I open my incubators all the time (quickly of course), I usually just make sure to give the remaining eggs a quick mist with a fine spray mister bottle then close the lid. I don't think you messed up your hatch by opening your incubator, so don't beat yourself up thinking it's your fault.
There are lots of reasons why hatch rates can be low... still air incubators (especially the Little Giant brand) are less reliable and less stable than circulated air incubators, so maybe for your next batch you can get the fan kit for that incubator? I added a cheapo PC fan to my 2 LG still air incubators and use one as a designated hatcher only, the other I do use as an incubator when I need it, but I don't put any eggs in it that I'm really counting on hatching, lol. I have 3 better quality incubators (2 Hovabator 1588s, and 1 made by Fall Harvest Products) that are circulated air, with fans already in them and I get really decent hatch rates out of all 3 of those.

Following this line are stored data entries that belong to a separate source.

//! Catalogue of the specialties offered by the clinic.

use serde::{Deserialize, Serialize};

/// Well-known specialties. `Professional::specialty` stays free text; this
/// list feeds the reception front-end's picker.
#[derive(Debug, Clone, Copy, Serialize, Deserialize, PartialEq, Eq, Hash)]
pub enum Specialty {
    GeneralPractice,
    Cardiology,
    Orthopedics,
    Dermatology,
    Pediatrics,
}

impl Specialty {
    pub const ALL: [Specialty; 5] = [
        Specialty::GeneralPractice,
        Specialty::Cardiology,
        Specialty::Orthopedics,
        Specialty::Dermatology,
        Specialty::Pediatrics,
    ];

    /// Display label.
    pub fn label(&self) -> &'static str {
        match self {
            Specialty::GeneralPractice => "General Practice",
            Specialty::Cardiology => "Cardiology",
            Specialty::Orthopedics => "Orthopedics",
            Specialty::Dermatology => "Dermatology",
            Specialty::Pediatrics => "Pediatrics",
        }
    }

    /// Look up a specialty by label, ignoring case and surrounding spaces.
    pub fn from_label(label: &str) -> Option<Self> {
        let label = label.trim();
        Self::ALL
            .into_iter()
            .find(|s| s.label().eq_ignore_ascii_case(label))
    }
}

As far as it being too wet in the incubator... as long as the keets were kept at 98.5-99.5 degrees I doubt it would be an issue. Drying off in the brooder may have gotten them chilled tho... but it's hard to say. If you are concerned about the other eggs being too wet, you could open the viewing window, drop in some paper towels to soak up some extra water, close the wondow then reach in and grab the paper towels a while later after they are saturated.
Regarding how long to leave the last 8 eggs in there... I would wait until after the end of day 28, re-candle them and if you see movement put them back in and give them another day or so. I'd make sure for certain that they are early deaths before giving up on them, otherwise you risk tossing live keets that are just a couple days behind everybody else. I've found that there are warmer and cooler areas in incubators, so it is not at all uncommon for some eggs to develop faster or slower than the others. I usually rotate my eggs in the incubator each time I candle them so they are more evenly heated throughout incubation.
Good job on already having the Save-A-Chick, if you loose one at least you know you tried.
Hope you get at least a few more keets. Hang in there and good luck.